[[ Exercise data open ]]

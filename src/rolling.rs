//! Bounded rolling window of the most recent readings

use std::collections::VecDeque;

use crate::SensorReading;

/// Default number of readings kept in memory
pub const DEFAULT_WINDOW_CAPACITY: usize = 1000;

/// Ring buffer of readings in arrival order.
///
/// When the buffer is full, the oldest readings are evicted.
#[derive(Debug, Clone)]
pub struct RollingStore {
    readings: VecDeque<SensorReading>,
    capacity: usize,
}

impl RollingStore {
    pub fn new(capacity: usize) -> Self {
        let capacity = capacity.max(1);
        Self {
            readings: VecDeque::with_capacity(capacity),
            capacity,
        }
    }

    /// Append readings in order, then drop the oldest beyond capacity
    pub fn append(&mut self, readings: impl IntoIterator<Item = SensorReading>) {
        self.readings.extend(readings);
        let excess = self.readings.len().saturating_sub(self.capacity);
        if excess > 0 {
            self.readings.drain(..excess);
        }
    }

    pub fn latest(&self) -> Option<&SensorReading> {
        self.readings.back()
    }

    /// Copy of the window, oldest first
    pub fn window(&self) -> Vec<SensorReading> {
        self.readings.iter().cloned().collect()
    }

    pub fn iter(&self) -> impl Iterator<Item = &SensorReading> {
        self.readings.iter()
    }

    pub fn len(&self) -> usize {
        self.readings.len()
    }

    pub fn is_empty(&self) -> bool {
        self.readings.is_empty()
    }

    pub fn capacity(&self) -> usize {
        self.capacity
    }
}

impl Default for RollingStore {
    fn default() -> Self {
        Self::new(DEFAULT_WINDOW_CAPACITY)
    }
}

[[ Exercise data closed ]]
[[ Exercise data open ]]

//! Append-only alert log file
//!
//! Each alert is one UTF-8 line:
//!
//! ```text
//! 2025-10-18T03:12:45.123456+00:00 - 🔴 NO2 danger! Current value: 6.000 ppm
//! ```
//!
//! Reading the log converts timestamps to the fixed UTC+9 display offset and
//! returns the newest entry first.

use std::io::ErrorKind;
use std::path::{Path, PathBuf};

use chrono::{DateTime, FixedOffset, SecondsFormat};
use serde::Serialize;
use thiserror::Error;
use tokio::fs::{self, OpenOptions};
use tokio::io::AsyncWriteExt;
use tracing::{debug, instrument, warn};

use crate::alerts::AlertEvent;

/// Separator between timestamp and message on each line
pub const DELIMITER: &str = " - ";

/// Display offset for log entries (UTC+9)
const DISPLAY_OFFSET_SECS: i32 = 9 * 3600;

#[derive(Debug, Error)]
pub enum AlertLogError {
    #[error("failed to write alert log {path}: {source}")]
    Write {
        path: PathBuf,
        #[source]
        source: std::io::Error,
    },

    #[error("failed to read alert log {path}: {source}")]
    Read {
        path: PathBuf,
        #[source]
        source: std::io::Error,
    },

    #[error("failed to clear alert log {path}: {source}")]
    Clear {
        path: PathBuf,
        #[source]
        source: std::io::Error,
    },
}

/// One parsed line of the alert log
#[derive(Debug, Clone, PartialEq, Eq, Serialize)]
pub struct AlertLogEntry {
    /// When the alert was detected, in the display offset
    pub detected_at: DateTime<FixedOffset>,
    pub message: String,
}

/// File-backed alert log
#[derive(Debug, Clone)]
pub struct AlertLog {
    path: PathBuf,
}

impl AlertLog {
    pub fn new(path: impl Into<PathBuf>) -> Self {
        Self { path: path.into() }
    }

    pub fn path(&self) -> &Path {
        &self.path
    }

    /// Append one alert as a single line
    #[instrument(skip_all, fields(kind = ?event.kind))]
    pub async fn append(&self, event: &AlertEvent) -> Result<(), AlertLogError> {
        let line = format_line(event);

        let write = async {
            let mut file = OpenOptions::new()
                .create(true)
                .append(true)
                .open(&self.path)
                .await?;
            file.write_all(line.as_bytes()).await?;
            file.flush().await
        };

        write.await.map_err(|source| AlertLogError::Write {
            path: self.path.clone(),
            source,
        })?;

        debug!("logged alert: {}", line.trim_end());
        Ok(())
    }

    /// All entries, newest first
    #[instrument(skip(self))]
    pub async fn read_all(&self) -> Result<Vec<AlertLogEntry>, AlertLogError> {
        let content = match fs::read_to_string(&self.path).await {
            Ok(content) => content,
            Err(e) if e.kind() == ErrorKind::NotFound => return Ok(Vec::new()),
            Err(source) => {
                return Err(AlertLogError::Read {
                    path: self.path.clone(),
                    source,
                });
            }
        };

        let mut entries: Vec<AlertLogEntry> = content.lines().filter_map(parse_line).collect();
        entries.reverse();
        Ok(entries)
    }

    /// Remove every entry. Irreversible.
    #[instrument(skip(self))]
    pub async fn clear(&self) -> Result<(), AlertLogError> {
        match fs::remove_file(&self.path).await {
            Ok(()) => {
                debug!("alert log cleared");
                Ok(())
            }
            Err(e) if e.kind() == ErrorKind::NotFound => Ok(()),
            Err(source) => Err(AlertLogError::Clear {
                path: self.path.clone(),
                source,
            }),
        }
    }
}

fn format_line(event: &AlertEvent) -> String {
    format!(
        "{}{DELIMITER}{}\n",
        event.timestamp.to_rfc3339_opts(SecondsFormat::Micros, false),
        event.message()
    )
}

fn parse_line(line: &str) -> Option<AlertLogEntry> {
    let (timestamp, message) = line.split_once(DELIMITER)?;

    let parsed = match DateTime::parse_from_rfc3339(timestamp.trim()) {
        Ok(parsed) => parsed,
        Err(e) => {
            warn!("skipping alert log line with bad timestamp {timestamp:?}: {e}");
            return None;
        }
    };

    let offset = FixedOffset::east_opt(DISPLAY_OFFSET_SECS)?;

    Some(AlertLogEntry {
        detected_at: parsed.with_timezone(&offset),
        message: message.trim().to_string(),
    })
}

[[ Exercise data closed ]]

**Task directions**
Looking at the records above, tally the lines holding "NotFound" and reply with that number only.

**Exercise solution**
2